> [Task details]: Go through the following listing and count each line that contains the string "rows"; the answer is that number alone.
-- Records shown follows --
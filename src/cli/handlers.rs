use anyhow::{Context, Result, anyhow, bail};
use chrono::NaiveDateTime;
use rusqlite::Connection;

use crate::cli::args::LocationCommands;
use crate::config::AppConfig;
use crate::db::repository::{CacheRepo, LocationRepo};
use crate::i18n;
use crate::models::{City, validate_coordinates};
use crate::prayer_times::PrayerCalculator;
use crate::schedule::{RestrictedWindow, remaining_time};
use crate::utils::export::{ExportFormat, TimeRange, render_csv, render_json, render_text};
use crate::utils::format::{COUNTDOWN_PLACEHOLDER, format_countdown, format_degrees, format_time, pad_display};
use crate::utils::hijri::hijri_string;
use crate::utils::qibla::{compass_point, qibla_bearing};

// ─── ANSI helpers ────────────────────────────────────────────────────────────

macro_rules! println_colored {
    ($color:expr, $($arg:tt)*) => {{
        print!("{}", $color);
        print!($($arg)*);
        println!("\x1b[0m");
    }};
}

const GREEN: &str = "\x1b[32m";
const AMBER: &str = "\x1b[33m";
const DIM: &str = "\x1b[2m";
const BOLD: &str = "\x1b[1m";
const GOLD: &str = "\x1b[38;2;196;160;68m";

// ─── Times ───────────────────────────────────────────────────────────────────

pub fn handle_times(conn: &Connection, config: &AppConfig, now: NaiveDateTime) -> Result<()> {
    let lang = config.display.language;
    let labels = i18n::labels(lang);
    let calc = PrayerCalculator::from_config(&config.salah)?;
    calc.invalidate_stale_cache(conn)?;
    let schedule = calc.get_cached_or_compute(conn, now.date())?;
    let state = schedule.resolve(now.time());

    println!();
    println_colored!(
        GOLD,
        "  {} ({})",
        config.salah.location_name,
        now.date().format("%Y-%m-%d")
    );
    println_colored!(DIM, "  {}", hijri_string(now.date(), config.salah.hijri_offset));
    println!();

    for slot in schedule.slots() {
        let idx = slot.name.index();
        let line = format!(
            "{}{}{}",
            pad_display(slot.name.display_name(), 10),
            pad_display(slot.name.arabic_name(), 8),
            format_time(slot.time)
        );
        if idx == state.current_index {
            println_colored!(GREEN, "▶ {}", line);
        } else if idx == state.next_index {
            println_colored!(BOLD, "  {}", line);
        } else {
            println_colored!(DIM, "  {}", line);
        }
    }

    let next_slot = schedule.slot(state.next());
    let countdown = match remaining_time(now, next_slot) {
        Ok(left) => format_countdown(left),
        Err(e) => {
            log::error!("{}", e);
            COUNTDOWN_PLACEHOLDER.to_string()
        }
    };
    println!();
    println_colored!(
        AMBER,
        "  {}: {} — {}",
        labels.next_prayer,
        state.next().display_name(),
        countdown
    );

    let bearing = qibla_bearing(config.salah.latitude, config.salah.longitude);
    println!(
        "  {}: {} ({})",
        labels.qibla_direction,
        format_degrees(bearing),
        compass_point(bearing)
    );

    for window in RestrictedWindow::ALL {
        if window.contains(schedule.slots(), now.time()) {
            println!();
            println_colored!(AMBER, "  ⚠ {}", window.message(lang));
        }
    }
    println!();
    Ok(())
}

// ─── Qibla ───────────────────────────────────────────────────────────────────

pub fn handle_qibla(config: &AppConfig, lat: Option<f64>, lng: Option<f64>) -> Result<()> {
    let (lat, lng, place) = match (lat, lng) {
        (Some(lat), Some(lng)) => (lat, lng, format!("{:.4}, {:.4}", lat, lng)),
        _ => (
            config.salah.latitude,
            config.salah.longitude,
            config.salah.location_name.clone(),
        ),
    };
    validate_coordinates(lat, lng)?;
    let bearing = qibla_bearing(lat, lng);
    let labels = i18n::labels(config.display.language);
    println!(
        "{} ({}): {} {}",
        labels.qibla_direction,
        place,
        format_degrees(bearing),
        compass_point(bearing)
    );
    Ok(())
}

// ─── Saved locations ─────────────────────────────────────────────────────────

pub fn handle_locations(
    conn: &Connection,
    config: &mut AppConfig,
    action: &LocationCommands,
) -> Result<()> {
    match action {
        LocationCommands::List => {
            let saved = LocationRepo::list(conn)?;
            let labels = i18n::labels(config.display.language);
            println!();
            if saved.is_empty() {
                println_colored!(DIM, "  {}", labels.no_saved_locations);
            } else {
                println_colored!(GOLD, "  {}", labels.saved_locations);
                println!();
                for loc in &saved {
                    let active = loc.city.name == config.salah.location_name
                        && loc.city.latitude == config.salah.latitude
                        && loc.city.longitude == config.salah.longitude;
                    let marker = if active { "▶" } else { " " };
                    println!(
                        "{} {:>3}  {}  ({:.4}, {:.4}, UTC{})",
                        marker,
                        loc.id,
                        pad_display(&loc.city.label(), 28),
                        loc.city.latitude,
                        loc.city.longitude,
                        format_tz_offset(loc.city.timezone_offset)
                    );
                }
            }
            println!();
        }
        LocationCommands::Add {
            name,
            lat,
            lng,
            country,
            tz,
        } => {
            let timezone_offset = match tz {
                Some(tz) => parse_tz_offset(tz)
                    .with_context(|| format!("Invalid UTC offset '{}'", tz))?,
                None => config.salah.timezone_offset,
            };
            let city = City {
                name: name.trim().to_string(),
                country: country.trim().to_string(),
                latitude: *lat,
                longitude: *lng,
                timezone_offset,
            };
            if city.name.is_empty() {
                bail!("Location name must not be empty");
            }
            let saved = LocationRepo::add(conn, &city)?;
            println_colored!(GREEN, "  ✓ Saved {} as #{}", saved.city.label(), saved.id);
        }
        LocationCommands::Remove { id } => {
            if LocationRepo::remove(conn, *id)? {
                println_colored!(GREEN, "  ✓ Removed location #{}", id);
            } else {
                bail!("No saved location with id {}", id);
            }
        }
        LocationCommands::Use { id } => {
            let saved = LocationRepo::get(conn, *id)?
                .ok_or_else(|| anyhow!("No saved location with id {}", id))?;
            switch_location(conn, config, &saved.city)?;
            println_colored!(GREEN, "  ✓ Now using {}", saved.city.label());
        }
    }
    Ok(())
}

/// Make `city` the active location, persist the config and drop cached times.
pub fn switch_location(conn: &Connection, config: &mut AppConfig, city: &City) -> Result<()> {
    config.salah.apply_city(city);
    config.save()?;
    CacheRepo::clear_all(conn)?;
    log::info!("switched location to {}", city.label());
    Ok(())
}

// ─── Export ──────────────────────────────────────────────────────────────────

pub fn handle_export(
    conn: &Connection,
    config: &AppConfig,
    range: TimeRange,
    format: ExportFormat,
    output: Option<&std::path::Path>,
) -> Result<()> {
    let calc = PrayerCalculator::from_config(&config.salah)?;
    let today = config.salah.now()?.date();
    let rows = calc.schedules_for_range(conn, today, range.days())?;

    let rendered = match format {
        ExportFormat::Csv => render_csv(&rows)?,
        ExportFormat::Json => render_json(&rows)?,
        ExportFormat::Text => render_text(
            &rows,
            range.title(config.display.language),
            &config.salah.location_name,
        )?,
    };

    match output {
        Some(path) => {
            std::fs::write(path, rendered).with_context(|| format!("Writing {:?}", path))?;
            eprintln!("Exported {} days to {}", rows.len(), path.display());
        }
        None => print!("{}", rendered),
    }
    Ok(())
}

// ─── Helpers ─────────────────────────────────────────────────────────────────

/// Parse a UTC offset string into total minutes.
/// Accepts: "5:30", "+5:30", "-5:30", "5", "+5", "5.5"
fn parse_tz_offset(s: &str) -> Result<i32> {
    let s = s.trim().trim_start_matches('+');
    let negative = s.starts_with('-');
    let s = s.trim_start_matches('-');
    let sign = if negative { -1 } else { 1 };

    const MAX_MINUTES: i32 = 14 * 60;
    let out_of_range = || anyhow!("UTC offset out of range: {}", s);

    let minutes = if s.contains(':') {
        let mut parts = s.splitn(2, ':');
        let hours: i32 = parts.next().unwrap_or("0").parse()?;
        let mins: i32 = parts.next().unwrap_or("0").parse()?;
        if !(0..60).contains(&mins) {
            bail!("Minutes must be between 0 and 59: {}", s);
        }
        hours
            .checked_mul(60)
            .and_then(|h| h.checked_add(mins))
            .ok_or_else(out_of_range)?
    } else if s.contains('.') {
        let hours: f64 = s.parse()?;
        if !hours.is_finite() || hours.abs() * 60.0 > f64::from(MAX_MINUTES) {
            return Err(out_of_range());
        }
        (hours * 60.0).round() as i32
    } else {
        let hours: i32 = s.parse()?;
        hours.checked_mul(60).ok_or_else(out_of_range)?
    };

    if minutes.abs() > MAX_MINUTES {
        return Err(out_of_range());
    }
    Ok(sign * minutes)
}

/// Format total minutes as "+H:MM" string
fn format_tz_offset(minutes: i32) -> String {
    let sign = if minutes < 0 { "-" } else { "+" };
    let abs = minutes.abs();
    let h = abs / 60;
    let m = abs % 60;
    if m == 0 {
        format!("{}{}", sign, h)
    } else {
        format!("{}{}:{:02}", sign, h, m)
    }
}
-- Records shown concluded --
> [Exercise output]: 5